The company has been involved with United Way of Robeson County since at least 2001. In the past five years, the company has contributed more than $270,000. In February, it received one of United Way of North Carolina’s Spirit of North Carolina Awards for its “outstanding commitment and support.”
This year, Miller hopes to round up $120,000 in employee donations. Last year, about 56 percent of employees participated in the campaign, which had a 1970s theme. This year, the company is hoping for 73 percent participation.
The company will provide a 50 percent match for whatever employees donate. Two Hawk Employment Services runs a concurrent campaign to allow workers at Campbell’s to contribute to the company’s efforts as well.
“This plant has a very big heart and there are many, many efforts in the plant aimed at the community,” Miller said. “… United Way happens to be one of those vehicles and the company thankfully not only supports us, but expects us to be good corporate citizens.”
Sandra Oliver, executive director of United Way of Robeson County, says Campbell’s is the organization’s second biggest corporate sponsor — thanks in large part to Miller.
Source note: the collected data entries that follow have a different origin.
//! Metric analyzer — aggregates, thresholds, trend, and spike detection.

use std::collections::HashMap;
use std::sync::RwLock;
use std::time::Duration;

use chrono::{DateTime, Utc};
use tracing::debug;

use fleet_state::{AnalyzedMetrics, ClusterMetrics, ThresholdStatus, Trend};

/// Utilization at or above this level is always critical.
const CRITICAL_THRESHOLD: f64 = 95.0;

/// Spike baseline lookback, in seconds.
const SPIKE_BASELINE_AGE_SECS: i64 = 60;

/// Analyzer thresholds and windows. Shared with the sustained tracker.
#[derive(Debug, Clone)]
pub struct AnalyzerConfig {
    /// CPU percentage at or above which status is at least warning.
    pub cpu_high: f64,
    /// CPU percentage at or below which the sustained-low timer runs.
    pub cpu_low: f64,
    /// Memory percentage at or above which status is at least warning.
    pub memory_high: f64,
    /// Rolling window for trend calculation.
    pub trend_window: Duration,
    /// Relative CPU increase (percent) that counts as a spike.
    pub spike_threshold: f64,
    /// Snapshots kept per cluster; oldest evicted.
    pub max_history_len: usize,
    /// Mean CPU difference (percentage points) between window halves that
    /// counts as a trend.
    pub trend_delta: f64,
}

impl Default for AnalyzerConfig {
    fn default() -> Self {
        Self {
            cpu_high: 80.0,
            cpu_low: 30.0,
            memory_high: 85.0,
            trend_window: Duration::from_secs(300),
            spike_threshold: 50.0,
            max_history_len: 30,
            trend_delta: 3.0,
        }
    }
}

/// One recorded point of a cluster's rolling history.
#[derive(Debug, Clone, Copy, PartialEq)]
pub struct CpuSnapshot {
    pub timestamp: DateTime<Utc>,
    pub avg_cpu: f64,
    pub avg_memory: f64,
}

/// Analyzes collected metrics against thresholds and rolling history.
pub struct Analyzer {
    config: AnalyzerConfig,
    history: RwLock<HashMap<String, Vec<CpuSnapshot>>>,
}

impl Analyzer {
    pub fn new(config: AnalyzerConfig) -> Self {
        Self {
            config,
            history: RwLock::new(HashMap::new()),
        }
    }

    /// Analyze one collected sample.
    ///
    /// Empty input yields the zero analysis (normal status, stable trend)
    /// and records nothing.
    pub fn analyze(&self, metrics: &ClusterMetrics) -> AnalyzedMetrics {
        if metrics.servers.is_empty() {
            return AnalyzedMetrics::empty(&metrics.cluster_id, metrics.timestamp);
        }

        let agg = metrics.aggregates();
        self.record_snapshot(
            &metrics.cluster_id,
            metrics.timestamp,
            agg.avg_cpu,
            agg.avg_memory,
        );

        let cpu_status = classify(agg.avg_cpu, self.config.cpu_high);
        let memory_status = classify(agg.avg_memory, self.config.memory_high);
        let trend = self.trend(&metrics.cluster_id);
        let (has_spike, spike_percent) = self.detect_spike(&metrics.cluster_id, agg.avg_cpu);

        let analyzed = AnalyzedMetrics {
            cluster_id: metrics.cluster_id.clone(),
            timestamp: metrics.timestamp,
            avg_cpu: agg.avg_cpu,
            avg_memory: agg.avg_memory,
            max_cpu: agg.max_cpu,
            min_cpu: agg.min_cpu,
            server_count: agg.server_count,
            cpu_status,
            memory_status,
            trend,
            has_spike,
            spike_percent,
            recommendation: recommendation(cpu_status, trend, has_spike).to_string(),
            sustained_high_at: None,
            sustained_low_at: None,
        };

        debug!(
            cluster_id = %metrics.cluster_id,
            avg_cpu = format_args!("{:.1}", agg.avg_cpu),
            ?cpu_status,
            ?trend,
            has_spike,
            "metrics analyzed"
        );

        analyzed
    }

    fn record_snapshot(
        &self,
        cluster_id: &str,
        timestamp: DateTime<Utc>,
        avg_cpu: f64,
        avg_memory: f64,
    ) {
        let mut history = self.history.write().unwrap();
        let entries = history.entry(cluster_id.to_string()).or_default();
        entries.push(CpuSnapshot {
            timestamp,
            avg_cpu,
            avg_memory,
        });
        if entries.len() > self.config.max_history_len {
            let excess = entries.len() - self.config.max_history_len;
            entries.drain(..excess);
        }
    }

    /// Trend over the in-window history: split in half (middle sample goes
    /// to the upper half) and compare mean CPU of the halves.
    fn trend(&self, cluster_id: &str) -> Trend {
        let history = self.history.read().unwrap();
        let Some(entries) = history.get(cluster_id) else {
            return Trend::Stable;
        };
        if entries.len() < 3 {
            return Trend::Stable;
        }

        let window = chrono::Duration::from_std(self.config.trend_window)
            .unwrap_or_else(|_| chrono::Duration::minutes(5));
        let cutoff = Utc::now() - window;
        let recent: Vec<&CpuSnapshot> =
            entries.iter().filter(|s| s.timestamp > cutoff).collect();
        if recent.len() < 3 {
            return Trend::Stable;
        }

        let mid = recent.len() / 2;
        let lower = mean_cpu(&recent[..mid]);
        let upper = mean_cpu(&recent[mid..]);
        let diff = upper - lower;

        if diff > self.config.trend_delta {
            Trend::Rising
        } else if diff < -self.config.trend_delta {
            Trend::Falling
        } else {
            Trend::Stable
        }
    }

    /// Compare current CPU against a roughly minute-old baseline.
    ///
    /// Returns `(has_spike, change_percent)`. The current sample is already
    /// the last history entry when this runs.
    fn detect_spike(&self, cluster_id: &str, current_cpu: f64) -> (bool, f64) {
        let history = self.history.read().unwrap();
        let Some(entries) = history.get(cluster_id) else {
            return (false, 0.0);
        };
        if entries.len() < 2 {
            return (false, 0.0);
        }

        let baseline_cutoff = Utc::now() - chrono::Duration::seconds(SPIKE_BASELINE_AGE_SECS);
        let previous = entries[..entries.len() - 1]
            .iter()
            .rev()
            .find(|s| s.timestamp < baseline_cutoff)
            .unwrap_or(&entries[entries.len() - 2])
            .avg_cpu;

        if previous == 0.0 {
            return (false, 0.0);
        }

        let change_percent = (current_cpu - previous) / previous * 100.0;
        (change_percent >= self.config.spike_threshold, change_percent)
    }

    /// A copy of the recorded history for a cluster.
    pub fn history(&self, cluster_id: &str) -> Vec<CpuSnapshot> {
        let history = self.history.read().unwrap();
        history.get(cluster_id).cloned().unwrap_or_default()
    }

    /// Drop all recorded history for a cluster.
    pub fn clear_history(&self, cluster_id: &str) {
        let mut history = self.history.write().unwrap();
        history.remove(cluster_id);
    }
}

fn classify(value: f64, high_threshold: f64) -> ThresholdStatus {
    if value >= CRITICAL_THRESHOLD {
        ThresholdStatus::Critical
    } else if value >= high_threshold {
        ThresholdStatus::Warning
    } else {
        ThresholdStatus::Normal
    }
}

fn mean_cpu(snapshots: &[&CpuSnapshot]) -> f64 {
    if snapshots.is_empty() {
        return 0.0;
    }
    snapshots.iter().map(|s| s.avg_cpu).sum::<f64>() / snapshots.len() as f64
}

/// Advisory recommendation. Never consumed by the decision engine.
fn recommendation(cpu_status: ThresholdStatus, trend: Trend, has_spike: bool) -> &'static str {
    match (cpu_status, trend, has_spike) {
        (ThresholdStatus::Critical, _, _) => "immediate_scale_up",
        (_, _, true) => "scale_up_spike_detected",
        (ThresholdStatus::Warning, Trend::Rising, _) => "scale_up_rising_trend",
        (ThresholdStatus::Warning, _, _) => "monitor_closely",
        (ThresholdStatus::Normal, Trend::Falling, _) => "consider_scale_down",
        _ => "maintain",
    }
}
“He is a strong believer in giving back to the community,” Oliver said. “He shares that with the employees and it’s a very earnest message that he gives to the crowd. He walks the walk, he doesn’t just talk the talk.”
Oliver said Campbell’s contributions have grown in the years since Miller became plant manager.
“I think a lot of people want to be involved and doing things for the community, but sometimes if your job doesn’t allow that, it’s a big hindrance because most of us spend the majority of our waking lives at work,” Oliver said. “… He is not asking them to do anything he wouldn’t do himself.”
As a lead-up to the campaign, Campbell’s employees toured some of United Way’s agencies last week, met with representatives from others and helped stock backpacks full of nutritional meals and snacks for Backpack Pals.
During the campaign, which runs through Oct. 12, agencies will set up tables at the plant to show staff where their money will go. Miller said there will likely be some tailgating events, and that employees are already looking into fight songs and cheers to show their support. They may even take their own version of the Ice Bucket Challenge, which has dominated social media and raised millions for ALS research.
“People can see how their money goes to work and it really helps personalize the value of their donations,” Miller said.